Collected data:
***
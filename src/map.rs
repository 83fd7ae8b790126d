//! Insertion-ordered, name-keyed container.
//!
//! [`NamedMap`] wraps [`IndexMap`] so that every container in the tree
//! (records, sections, fields, attributes) iterates in declaration order.
//! Serialized output depends on that order.
//!
//! Two insertion flavours sit side by side: [`NamedMap::insert_new`] refuses
//! a name that is already present, while [`NamedMap::insert`] overwrites it in
//! place, keeping its first position.
//!
//! ## Examples
//!
//! ```rust
//! use actdef::{NameKind, NamedMap};
//!
//! let mut map = NamedMap::new();
//! map.insert_new("first", 1, NameKind::Field).unwrap();
//! map.insert_new("second", 2, NameKind::Field).unwrap();
//! assert!(map.insert_new("first", 3, NameKind::Field).is_err());
//!
//! let keys: Vec<_> = map.keys().cloned().collect();
//! assert_eq!(keys, vec!["first", "second"]);
//! ```

use crate::error::{Error, NameKind, Result};
use indexmap::map::Entry;
use indexmap::IndexMap;

/// An ordered map from names to values.
#[derive(Debug, Clone, PartialEq)]
pub struct NamedMap<V>(IndexMap<String, V>);

impl<V> NamedMap<V> {
    /// Creates an empty map.
    #[must_use]
    pub fn new() -> Self {
        NamedMap(IndexMap::new())
    }

    /// Inserts `value` under `key` unless the key is already present.
    ///
    /// On a duplicate the map is left untouched and a
    /// [`Error::DuplicateName`] of the given `kind` is returned.
    pub fn insert_new(&mut self, key: impl Into<String>, value: V, kind: NameKind) -> Result<&mut V> {
        match self.0.entry(key.into()) {
            Entry::Occupied(entry) => Err(Error::duplicate(kind, entry.key())),
            Entry::Vacant(entry) => Ok(entry.insert(value)),
        }
    }

    /// Inserts a key-value pair, replacing any previous value.
    ///
    /// A replaced key keeps its first position. The old value is returned.
    pub fn insert(&mut self, key: impl Into<String>, value: V) -> Option<V> {
        self.0.insert(key.into(), value)
    }

    /// Returns the value for `key`, inserting the result of `make` first if
    /// the key is absent.
    pub fn get_or_insert_with<F>(&mut self, key: &str, make: F) -> Result<&mut V>
    where
        F: FnOnce() -> Result<V>,
    {
        if !self.0.contains_key(key) {
            let value = make()?;
            self.0.insert(key.to_string(), value);
        }
        self.0
            .get_mut(key)
            .ok_or_else(|| Error::format(format!("missing entry {key:?}")))
    }

    /// Looks a value up by name.
    #[must_use]
    pub fn get(&self, key: &str) -> Option<&V> {
        self.0.get(key)
    }

    pub fn get_mut(&mut self, key: &str) -> Option<&mut V> {
        self.0.get_mut(key)
    }

    #[must_use]
    pub fn contains(&self, key: &str) -> bool {
        self.0.contains_key(key)
    }

    /// Removes `key`, preserving the order of the remaining entries.
    pub fn remove(&mut self, key: &str) -> Option<V> {
        self.0.shift_remove(key)
    }

    #[must_use]
    pub fn len(&self) -> usize {
        self.0.len()
    }

    #[must_use]
    pub fn is_empty(&self) -> bool {
        self.0.is_empty()
    }

    /// Returns an iterator over the keys of the map, in insertion order.
    pub fn keys(&self) -> indexmap::map::Keys<'_, String, V> {
        self.0.keys()
    }

    /// Returns an iterator over the values of the map, in insertion order.
    pub fn values(&self) -> indexmap::map::Values<'_, String, V> {
        self.0.values()
    }

    /// Mutable values in insertion order.
    pub fn values_mut(&mut self) -> indexmap::map::ValuesMut<'_, String, V> {
        self.0.values_mut()
    }

    /// Returns an iterator over the key-value pairs of the map, in insertion order.
    pub fn iter(&self) -> indexmap::map::Iter<'_, String, V> {
        self.0.iter()
    }
}

impl<V> Default for NamedMap<V> {
    fn default() -> Self {
        Self::new()
    }
}

impl<V> IntoIterator for NamedMap<V> {
    type Item = (String, V);
    type IntoIter = indexmap::map::IntoIter<String, V>;

    fn into_iter(self) -> Self::IntoIter {
        self.0.into_iter()
    }
}

impl<'a, V> IntoIterator for &'a NamedMap<V> {
    type Item = (&'a String, &'a V);
    type IntoIter = indexmap::map::Iter<'a, String, V>;

    fn into_iter(self) -> Self::IntoIter {
        self.0.iter()
    }
}

impl<V> FromIterator<(String, V)> for NamedMap<V> {
    fn from_iter<T: IntoIterator<Item = (String, V)>>(iter: T) -> Self {
        NamedMap(IndexMap::from_iter(iter))
    }
}

#[cfg(test)]
mod tests {
    use super::*;

    #[test]
    fn test_insert_new_rejects_duplicates_without_change() {
        let mut map = NamedMap::new();
        map.insert_new("a", 1, NameKind::Field).unwrap();
        let err = map.insert_new("a", 2, NameKind::Field).unwrap_err();
        assert!(err.is_duplicate());
        assert_eq!(map.get("a"), Some(&1));
        assert_eq!(map.len(), 1);
    }

    #[test]
    fn test_overwrite_keeps_position() {
        let mut map = NamedMap::new();
        map.insert("a", 1);
        map.insert("b", 2);
        assert_eq!(map.insert("a", 10), Some(1));
        let entries: Vec<_> = map.iter().map(|(k, v)| (k.as_str(), *v)).collect();
        assert_eq!(entries, vec![("a", 10), ("b", 2)]);
    }

    #[test]
    fn test_remove_preserves_order() {
        let mut map: NamedMap<i32> = ["a", "b", "c"]
            .iter()
            .enumerate()
            .map(|(i, k)| (k.to_string(), i as i32))
            .collect();
        assert_eq!(map.remove("a"), Some(0));
        assert_eq!(map.remove("zzz"), None);
        let keys: Vec<_> = map.keys().cloned().collect();
        assert_eq!(keys, vec!["b", "c"]);
    }

    #[test]
    fn test_get_or_insert_with() {
        let mut map = NamedMap::new();
        *map.get_or_insert_with("n", || Ok(1)).unwrap() += 1;
        *map.get_or_insert_with("n", || Ok(100)).unwrap() += 1;
        assert_eq!(map.get("n"), Some(&3));
        assert!(map
            .get_or_insert_with("bad", || Err(Error::format("nope")))
            .is_err());
        assert!(!map.contains("bad"));
    }
}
***
Your assignment:
Whenever a line of the data includes "second", copy that line.

Answer below:
//! map.insert_new("second", 2, NameKind::Field).unwrap();
//! assert_eq!(keys, vec!["first", "second"]);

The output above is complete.